The United States made a different bet. It did not lead in invention. Instead, it focused on coordination.
American firms invested in standardized parts, interchangeable components, and production processes that could scale across geography. They built large factories organized around new coordination mechanisms rather than traditional craft. They developed managerial hierarchies, accounting systems, and planning routines to coordinate thousands of workers and suppliers. Most importantly, they built railroads as a coordination infrastructure that synchronized production, distribution, and demand across an entire continent.
British firms optimized for local performance. American firms optimized for system-level performance.
Eventually, engineering intelligence got commoditized as techniques and skilled workers crossed borders from the UK to the US, but there was no way for the coordination systems - the factories, the logistics networks, the managerial routines, and the institutional know-how required to run production at scale - to cross borders in the other direction.
The US today resembles the UK in 1880.
It leads in model architecture and training techniques and is pumping money into intelligence and the infrastructure to support it.
The implicit belief is that execution, energy, and coordination can be bought, outsourced, or handled by markets.
China today resembles the US in 1900.
It is not trying to monopolize invention at the intelligence layer. Instead, it is focused on embedding AI into factories, vehicles, robots, and grids.
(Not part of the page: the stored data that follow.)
use super::Cache;
use crate::policy::TtlPolicy;
use crate::task::sweeper::{clamp_clean_interval, Sweeper};

use std::hash::{BuildHasher, Hash};
use std::sync::Arc;
use std::time::Duration;

/// A thread-safe cache whose entries expire a fixed time after they were
/// last written.
///
/// Expired entries are dropped lazily by `get` and in bulk by a background
/// sweeper thread. The sweeper holds only a weak reference to the cache and
/// stops when the last handle is dropped.
pub type TtlCache<K, V, H = ahash::RandomState> = Cache<K, V, TtlPolicy<K, V, H>>;

impl<K, V, H> Cache<K, V, TtlPolicy<K, V, H>>
where
  K: Eq + Hash + Clone + Send + Sync + 'static,
  V: Send + Sync + 'static,
  H: BuildHasher + Send + Sync + 'static,
{
  pub fn time_to_live(&self) -> Duration {
    self.shared.policy.read().time_to_live()
  }

  /// Replaces the time-to-live for new and existing entries. Values below
  /// one second are raised to one second.
  pub fn reset_ttl(&self, ttl: Duration) {
    let mut policy = self.shared.policy.write();
    policy.set_time_to_live(ttl);
    tracing::debug!(ttl = ?policy.time_to_live(), "time-to-live reset");
  }

  /// Keys from least to most recently used, including expired entries the
  /// sweeper has not reached yet.
  pub fn keys(&self) -> Vec<K> {
    self.shared.policy.read().keys().cloned().collect()
  }

  /// Drops every expired entry now. Returns how many were dropped.
  pub fn purge_expired(&self) -> usize {
    self.shared.policy.write().expire()
  }

  /// Stops the background sweeper, waiting for an in-flight sweep to end.
  /// Does nothing if it is already stopped.
  pub fn stop_sweeper(&self) {
    let stopped = self.shared.sweeper.lock().take();
    // Joined outside the slot lock so a concurrent restart cannot block on it.
    drop(stopped);
  }

  /// Replaces the background sweeper with one running every `interval`,
  /// raised to at least two seconds. Works whether or not a sweeper is
  /// currently running.
  pub fn restart_sweeper(&self, interval: Duration) {
    let interval = clamp_clean_interval(interval);
    let fresh = self.spawn_sweeper(interval);
    let previous = std::mem::replace(&mut *self.shared.sweeper.lock(), fresh);
    drop(previous);
    tracing::debug!(?interval, "sweeper restarted");
  }

  pub fn is_sweeping(&self) -> bool {
    self.shared.sweeper.lock().is_some()
  }

  /// The interval of the running sweeper, if any.
  pub fn clean_interval(&self) -> Option<Duration> {
    self.shared.sweeper.lock().as_ref().map(Sweeper::interval)
  }

  fn spawn_sweeper(&self, interval: Duration) -> Option<Sweeper> {
    let weak = Arc::downgrade(&self.shared);
    Sweeper::spawn(interval, move || {
      let Some(shared) = weak.upgrade() else {
        return false;
      };
      let expired = shared.policy.write().expire();
      tracing::trace!(expired, "swept expired entries");
      true
    })
  }

  pub(crate) fn start_sweeper(&self, interval: Duration) {
    let sweeper = self.spawn_sweeper(interval);
    *self.shared.sweeper.lock() = sweeper;
  }
}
It’s investing in coordinating supply chains and standards and in integrating hardware, software, and energy.
Open-weight models play the same role that standardized parts played a century ago. They lower friction, encourage adoption, and ensure that intelligence diffuses rapidly into downstream systems. The goal is not to win at the frontier of invention, but to own the coordination system where intelligence creates physical capability.
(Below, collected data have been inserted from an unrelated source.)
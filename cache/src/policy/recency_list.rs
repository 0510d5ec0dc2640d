use generational_arena::{Arena, Index};

/// A stable reference to an element of a [`RecencyList`].
///
/// A handle stays valid until its element is removed. Handles of removed
/// elements never alias a later element, since the arena tags every slot
/// with a generation.
#[derive(Debug, Clone, Copy, PartialEq, Eq, Hash)]
pub struct Handle(Index);

#[derive(Debug)]
struct Node<T> {
  value: T,
  prev: Option<Index>,
  next: Option<Index>,
}

/// A doubly-linked list whose elements live in a generational arena.
///
/// The front is the most-recently-used end and the back is the
/// least-recently-used end. All splicing operations are O(1).
#[derive(Debug)]
pub struct RecencyList<T> {
  nodes: Arena<Node<T>>,
  head: Option<Index>,
  tail: Option<Index>,
}

impl<T> Default for RecencyList<T> {
  fn default() -> Self {
    Self::new()
  }
}

impl<T> RecencyList<T> {
  pub fn new() -> Self {
    Self {
      nodes: Arena::new(),
      head: None,
      tail: None,
    }
  }

  #[inline]
  pub fn len(&self) -> usize {
    self.nodes.len()
  }

  #[inline]
  pub fn is_empty(&self) -> bool {
    self.nodes.is_empty()
  }

  #[inline]
  pub fn contains(&self, handle: Handle) -> bool {
    self.nodes.contains(handle.0)
  }

  // Detaches a node from its neighbours. The node stays in the arena.
  fn unlink(&mut self, index: Index) {
    let (prev, next) = {
      let node = &self.nodes[index];
      (node.prev, node.next)
    };

    match prev {
      Some(prev_idx) => self.nodes[prev_idx].next = next,
      None => self.head = next,
    }
    match next {
      Some(next_idx) => self.nodes[next_idx].prev = prev,
      None => self.tail = prev,
    }

    let node = &mut self.nodes[index];
    node.prev = None;
    node.next = None;
  }

  // Links a detached node in as the new head.
  fn link_front(&mut self, index: Index) {
    let old_head = self.head;
    {
      let node = &mut self.nodes[index];
      node.prev = None;
      node.next = old_head;
    }
    match old_head {
      Some(old) => self.nodes[old].prev = Some(index),
      None => self.tail = Some(index),
    }
    self.head = Some(index);
  }

  // Links a detached node in as the new tail.
  fn link_back(&mut self, index: Index) {
    let old_tail = self.tail;
    {
      let node = &mut self.nodes[index];
      node.next = None;
      node.prev = old_tail;
    }
    match old_tail {
      Some(old) => self.nodes[old].next = Some(index),
      None => self.head = Some(index),
    }
    self.tail = Some(index);
  }

  /// Prepends `value`, making it the most-recently-used element.
  pub fn push_front(&mut self, value: T) -> Handle {
    let index = self.nodes.insert(Node {
      value,
      prev: None,
      next: None,
    });
    self.link_front(index);
    Handle(index)
  }

  /// Appends `value`, making it the least-recently-used element.
  pub fn push_back(&mut self, value: T) -> Handle {
    let index = self.nodes.insert(Node {
      value,
      prev: None,
      next: None,
    });
    self.link_back(index);
    Handle(index)
  }

  /// Inserts `value` directly behind `anchor` (towards the back).
  ///
  /// If `anchor` is no longer in the list the value is appended instead.
  pub fn insert_after(&mut self, anchor: Handle, value: T) -> Handle {
    if !self.nodes.contains(anchor.0) {
      return self.push_back(value);
    }
    let next = self.nodes[anchor.0].next;
    let index = self.nodes.insert(Node {
      value,
      prev: Some(anchor.0),
      next,
    });
    self.nodes[anchor.0].next = Some(index);
    match next {
      Some(next_idx) => self.nodes[next_idx].prev = Some(index),
      None => self.tail = Some(index),
    }
    Handle(index)
  }

  /// Moves an element to the front. Returns `false` for a stale handle.
  pub fn move_to_front(&mut self, handle: Handle) -> bool {
    if !self.nodes.contains(handle.0) {
      return false;
    }
    if self.head != Some(handle.0) {
      self.unlink(handle.0);
      self.link_front(handle.0);
    }
    true
  }

  /// Moves an element to the back. Returns `false` for a stale handle.
  pub fn move_to_back(&mut self, handle: Handle) -> bool {
    if !self.nodes.contains(handle.0) {
      return false;
    }
    if self.tail != Some(handle.0) {
      self.unlink(handle.0);
      self.link_back(handle.0);
    }
    true
  }

  /// Unlinks an element and returns its payload.
  pub fn remove(&mut self, handle: Handle) -> Option<T> {
    if !self.nodes.contains(handle.0) {
      return None;
    }
    self.unlink(handle.0);
    self.nodes.remove(handle.0).map(|node| node.value)
  }

  #[inline]
  pub fn front(&self) -> Option<Handle> {
    self.head.map(Handle)
  }

  #[inline]
  pub fn back(&self) -> Option<Handle> {
    self.tail.map(Handle)
  }

  /// The neighbour of `handle` towards the back of the list.
  pub fn next(&self, handle: Handle) -> Option<Handle> {
    self.nodes.get(handle.0).and_then(|node| node.next).map(Handle)
  }

  /// The neighbour of `handle` towards the front of the list.
  pub fn prev(&self, handle: Handle) -> Option<Handle> {
    self.nodes.get(handle.0).and_then(|node| node.prev).map(Handle)
  }

  #[inline]
  pub fn get(&self, handle: Handle) -> Option<&T> {
    self.nodes.get(handle.0).map(|node| &node.value)
  }

  #[inline]
  pub fn get_mut(&mut self, handle: Handle) -> Option<&mut T> {
    self.nodes.get_mut(handle.0).map(|node| &mut node.value)
  }

  pub fn pop_front(&mut self) -> Option<T> {
    let head = self.head?;
    self.remove(Handle(head))
  }

  pub fn pop_back(&mut self) -> Option<T> {
    let tail = self.tail?;
    self.remove(Handle(tail))
  }

  pub fn clear(&mut self) {
    self.nodes.clear();
    self.head = None;
    self.tail = None;
  }

  /// Iterates from the front (most recent) to the back (least recent).
  /// Call `.rev()` for the opposite direction.
  pub fn iter(&self) -> Iter<'_, T> {
    Iter {
      list: self,
      front: self.head,
      back: self.tail,
      remaining: self.nodes.len(),
    }
  }

  /// Removes every element, front to back, handing each payload to `f`.
  pub fn drain_with<F>(&mut self, mut f: F)
  where
    F: FnMut(T),
  {
    while let Some(value) = self.pop_front() {
      f(value);
    }
  }
}

/// Double-ended iterator over the payloads of a [`RecencyList`].
pub struct Iter<'a, T> {
  list: &'a RecencyList<T>,
  front: Option<Index>,
  back: Option<Index>,
  remaining: usize,
}

impl<'a, T> Iterator for Iter<'a, T> {
  type Item = &'a T;

  fn next(&mut self) -> Option<Self::Item> {
    if self.remaining == 0 {
      return None;
    }
    let index = self.front?;
    let node = &self.list.nodes[index];
    self.front = node.next;
    self.remaining -= 1;
    Some(&node.value)
  }

  fn size_hint(&self) -> (usize, Option<usize>) {
    (self.remaining, Some(self.remaining))
  }
}

impl<'a, T> DoubleEndedIterator for Iter<'a, T> {
  fn next_back(&mut self) -> Option<Self::Item> {
    if self.remaining == 0 {
      return None;
    }
    let index = self.back?;
    let node = &self.list.nodes[index];
    self.back = node.prev;
    self.remaining -= 1;
    Some(&node.value)
  }
}

impl<'a, T> ExactSizeIterator for Iter<'a, T> {}

#[cfg(test)]
mod tests {
  use super::*;

  fn values(list: &RecencyList<i32>) -> Vec<i32> {
    list.iter().copied().collect()
  }

  #[test]
  fn new_list_is_empty() {
    let list = RecencyList::<i32>::new();
    assert!(list.is_empty());
    assert_eq!(list.len(), 0);
    assert!(list.front().is_none());
    assert!(list.back().is_none());
    assert!(values(&list).is_empty());
  }

  #[test]
  fn push_front_orders_newest_first() {
    let mut list = RecencyList::new();
    list.push_front(1);
    list.push_front(2);
    list.push_front(3);
    assert_eq!(values(&list), vec![3, 2, 1]);
    assert_eq!(list.get(list.back().unwrap()), Some(&1));
    assert_eq!(list.get(list.front().unwrap()), Some(&3));
  }

  #[test]
  fn push_back_appends() {
    let mut list = RecencyList::new();
    list.push_back(1);
    list.push_back(2);
    list.push_front(0);
    assert_eq!(values(&list), vec![0, 1, 2]);
  }

  #[test]
  fn move_to_front_from_back_and_middle() {
    let mut list = RecencyList::new();
    let one = list.push_front(1);
    let two = list.push_front(2);
    list.push_front(3);

    assert!(list.move_to_front(one));
    assert_eq!(values(&list), vec![1, 3, 2]);

    assert!(list.move_to_front(two));
    assert_eq!(values(&list), vec![2, 1, 3]);

    // Already at the front: no-op.
    assert!(list.move_to_front(two));
    assert_eq!(values(&list), vec![2, 1, 3]);
  }

  #[test]
  fn move_to_back_reorders() {
    let mut list = RecencyList::new();
    list.push_back(1);
    let two = list.push_back(2);
    list.push_back(3);
    assert!(list.move_to_back(two));
    assert_eq!(values(&list), vec![1, 3, 2]);
  }

  #[test]
  fn remove_from_middle_and_ends() {
    let mut list = RecencyList::new();
    let a = list.push_back(1);
    let b = list.push_back(2);
    let c = list.push_back(3);

    assert_eq!(list.remove(b), Some(2));
    assert_eq!(values(&list), vec![1, 3]);
    assert_eq!(list.remove(a), Some(1));
    assert_eq!(list.remove(c), Some(3));
    assert!(list.is_empty());
    assert!(list.front().is_none());
    assert!(list.back().is_none());
  }

  #[test]
  fn stale_handles_are_rejected() {
    let mut list = RecencyList::new();
    let a = list.push_back(1);
    assert_eq!(list.remove(a), Some(1));
    // The slot is reused with a new generation.
    let b = list.push_back(2);
    assert_ne!(a, b);
    assert_eq!(list.remove(a), None);
    assert!(!list.move_to_front(a));
    assert!(list.get(a).is_none());
    assert_eq!(values(&list), vec![2]);
  }

  #[test]
  fn insert_after_links_between_neighbours() {
    let mut list = RecencyList::new();
    let a = list.push_back(1);
    list.push_back(3);
    let b = list.insert_after(a, 2);
    assert_eq!(values(&list), vec![1, 2, 3]);
    assert_eq!(list.next(a), Some(b));
    assert_eq!(list.prev(b), Some(a));

    let tail = list.back().unwrap();
    list.insert_after(tail, 4);
    assert_eq!(values(&list), vec![1, 2, 3, 4]);
    assert_eq!(list.get(list.back().unwrap()), Some(&4));
  }

  #[test]
  fn pop_ends() {
    let mut list = RecencyList::new();
    list.push_back(1);
    list.push_back(2);
    list.push_back(3);
    assert_eq!(list.pop_back(), Some(3));
    assert_eq!(list.pop_front(), Some(1));
    assert_eq!(list.pop_back(), Some(2));
    assert_eq!(list.pop_back(), None);
  }

  #[test]
  fn iterates_in_both_directions() {
    let mut list = RecencyList::new();
    for i in 0..5 {
      list.push_front(i);
    }
    let backwards: Vec<i32> = list.iter().rev().copied().collect();
    assert_eq!(backwards, vec![0, 1, 2, 3, 4]);

    let mut iter = list.iter();
    assert_eq!(iter.len(), 5);
    assert_eq!(iter.next(), Some(&4));
    assert_eq!(iter.next_back(), Some(&0));
    assert_eq!(iter.len(), 3);
    let middle: Vec<i32> = iter.copied().collect();
    assert_eq!(middle, vec![3, 2, 1]);
  }

  #[test]
  fn clear_and_drain() {
    let mut list = RecencyList::new();
    list.push_back(1);
    list.push_back(2);
    let mut seen = Vec::new();
    list.drain_with(|v| seen.push(v));
    assert_eq!(seen, vec![1, 2]);
    assert!(list.is_empty());

    list.push_back(9);
    list.clear();
    assert!(list.is_empty());
    assert!(list.back().is_none());
  }
}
Britain did not fail because it lacked intelligence. It failed because it assumed intelligence would remain the binding constraint. The United States won because it recognized that once technologies matured, coordination would dominate value creation.
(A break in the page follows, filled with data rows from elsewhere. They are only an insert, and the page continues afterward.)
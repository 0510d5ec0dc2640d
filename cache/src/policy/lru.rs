use super::recency_list::{Handle, RecencyList};
use super::{AddOutcome, EvictionPolicy};
use crate::error::{capacity_delta, check_capacity, CacheError};
use crate::listener::{notify, EvictionListener, EvictionReason, SharedListener};

use std::borrow::Borrow;
use std::collections::HashMap;
use std::fmt;
use std::hash::{BuildHasher, Hash};
use std::sync::Arc;

/// An eviction policy that evicts the least recently used entry.
///
/// Entries live in a [`RecencyList`] ordered from most to least recently
/// used; the index maps each key to its list handle. The list holds exactly
/// the keys of the index.
pub struct LruPolicy<K, V, H = ahash::RandomState> {
  capacity: usize,
  index: HashMap<K, Handle, H>,
  order: RecencyList<(K, V)>,
  listener: Option<SharedListener<K, V>>,
}

impl<K, V, H> fmt::Debug for LruPolicy<K, V, H> {
  fn fmt(&self, f: &mut fmt::Formatter<'_>) -> fmt::Result {
    f.debug_struct("LruPolicy")
      .field("capacity", &self.capacity)
      .field("len", &self.order.len())
      .field("has_listener", &self.listener.is_some())
      .finish_non_exhaustive()
  }
}

impl<K, V> LruPolicy<K, V, ahash::RandomState>
where
  K: Eq + Hash + Clone,
{
  pub fn new(capacity: usize) -> Result<Self, CacheError> {
    Self::from_parts(capacity, ahash::RandomState::new(), None)
  }

  pub fn with_listener<L>(capacity: usize, listener: L) -> Result<Self, CacheError>
  where
    L: EvictionListener<K, V> + 'static,
  {
    Self::from_parts(capacity, ahash::RandomState::new(), Some(Arc::new(listener)))
  }
}

impl<K, V, H> LruPolicy<K, V, H>
where
  K: Eq + Hash + Clone,
  H: BuildHasher,
{
  pub fn with_hasher(capacity: usize, hasher: H) -> Result<Self, CacheError> {
    Self::from_parts(capacity, hasher, None)
  }

  pub(crate) fn from_parts(
    capacity: usize,
    hasher: H,
    listener: Option<SharedListener<K, V>>,
  ) -> Result<Self, CacheError> {
    let capacity = check_capacity(capacity)?;
    Ok(Self {
      capacity,
      index: HashMap::with_hasher(hasher),
      order: RecencyList::new(),
      listener,
    })
  }

  /// Keys from least to most recently used.
  pub fn keys(&self) -> impl DoubleEndedIterator<Item = &K> + '_ {
    self.order.iter().rev().map(|(key, _)| key)
  }

  /// Entries from least to most recently used.
  pub fn iter(&self) -> impl DoubleEndedIterator<Item = (&K, &V)> + '_ {
    self.order.iter().rev().map(|(key, value)| (key, value))
  }

  /// Removes `key` and returns the owned key alongside its value.
  /// Like [`remove`](EvictionPolicy::remove), this is not an eviction.
  pub fn remove_entry<Q>(&mut self, key: &Q) -> Option<(K, V)>
  where
    K: Borrow<Q>,
    Q: Hash + Eq + ?Sized,
  {
    let handle = self.index.remove(key)?;
    self.order.remove(handle)
  }

  // Pops the least recently used entry and reports it.
  fn evict_back(&mut self, reason: EvictionReason) -> Option<(K, V)> {
    let (key, value) = self.order.pop_back()?;
    self.index.remove(&key);
    notify(&self.listener, &key, &value, reason);
    Some((key, value))
  }
}

impl<K, V, H> EvictionPolicy<K, V> for LruPolicy<K, V, H>
where
  K: Eq + Hash + Clone,
  H: BuildHasher,
{
  fn add(&mut self, key: K, value: V) -> AddOutcome {
    if let Some(&handle) = self.index.get(&key) {
      if let Some(slot) = self.order.get_mut(handle) {
        slot.1 = value;
      }
      self.order.move_to_front(handle);
      return AddOutcome::updated();
    }

    let handle = self.order.push_front((key.clone(), value));
    self.index.insert(key, handle);

    let evicted = self.order.len() > self.capacity;
    if evicted {
      self.evict_back(EvictionReason::Capacity);
    }
    AddOutcome::inserted(evicted)
  }

  fn get<Q>(&mut self, key: &Q) -> Option<&V>
  where
    K: Borrow<Q>,
    Q: Hash + Eq + ?Sized,
  {
    let handle = *self.index.get(key)?;
    self.order.move_to_front(handle);
    self.order.get(handle).map(|(_, value)| value)
  }

  fn peek<Q>(&self, key: &Q) -> Option<&V>
  where
    K: Borrow<Q>,
    Q: Hash + Eq + ?Sized,
  {
    let handle = *self.index.get(key)?;
    self.order.get(handle).map(|(_, value)| value)
  }

  fn contains<Q>(&self, key: &Q) -> bool
  where
    K: Borrow<Q>,
    Q: Hash + Eq + ?Sized,
  {
    self.index.contains_key(key)
  }

  fn remove<Q>(&mut self, key: &Q) -> Option<V>
  where
    K: Borrow<Q>,
    Q: Hash + Eq + ?Sized,
  {
    self.remove_entry(key).map(|(_, value)| value)
  }

  fn least_used(&self) -> Option<(&K, &V)> {
    let handle = self.order.back()?;
    self.order.get(handle).map(|(key, value)| (key, value))
  }

  fn remove_least_used(&mut self) -> Option<(K, V)> {
    self.evict_back(EvictionReason::Capacity)
  }

  fn len(&self) -> usize {
    self.order.len()
  }

  fn capacity(&self) -> usize {
    self.capacity
  }

  fn resize(&mut self, capacity: usize) -> Result<isize, CacheError> {
    let capacity = check_capacity(capacity)?;
    let delta = capacity_delta(self.capacity, capacity);
    self.capacity = capacity;
    while self.order.len() > self.capacity {
      if self.evict_back(EvictionReason::Capacity).is_none() {
        break;
      }
    }
    Ok(delta)
  }

  fn clear(&mut self) {
    let listener = self.listener.clone();
    self
      .order
      .drain_with(|(key, value)| notify(&listener, &key, &value, EvictionReason::Cleared));
    self.index.clear();
  }
}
When a technology lowers the cost of intelligence, power migrates to those who can coordinate its application at scale.
A century ago, that shift favored the United States over Britain.
Today, the same logic may favor China over the US, unless the US relearns the lesson it once taught the world.
Why Open China Works!
China’s openness in AI reflects an expectation that intelligence will commoditize, and a strategy to ensure that commoditization benefits China rather than undermines it.
By making intelligence ubiquitous, China increases the rate at which its factories, vehicles, robots, grids, and logistics systems absorb AI, and compounds learning where it already has advantage.
In this context, making intelligence abundant strengthens China’s position. Open models lower adoption friction, accelerate experimentation, and embed AI deeper into physical systems whose execution and energy layers China already governs. Intelligence becomes an accelerant, but not a control point.
The strategic objective of openness is not to get into some kind of AI race (never mind the pointless space race analogies) but to prevent intelligence from becoming someone else’s control point while profits and power migrate to coordinated execution.




Great way to boil down the US-China challenge today with the analogy to the US-UK history in the early part of the last century.
There is also an insight as to how UK missed the political might of being the leading colonialist because of its economic model centered on invention rather than coordination, which I think it carried out in its colonies cue cheap labour and also due to protectorate obligations. Still, despite having a lead from their research group on atomic bombs, because they lacked coordination systems, it came from US and thus changed the global locus of control or sphere of influence.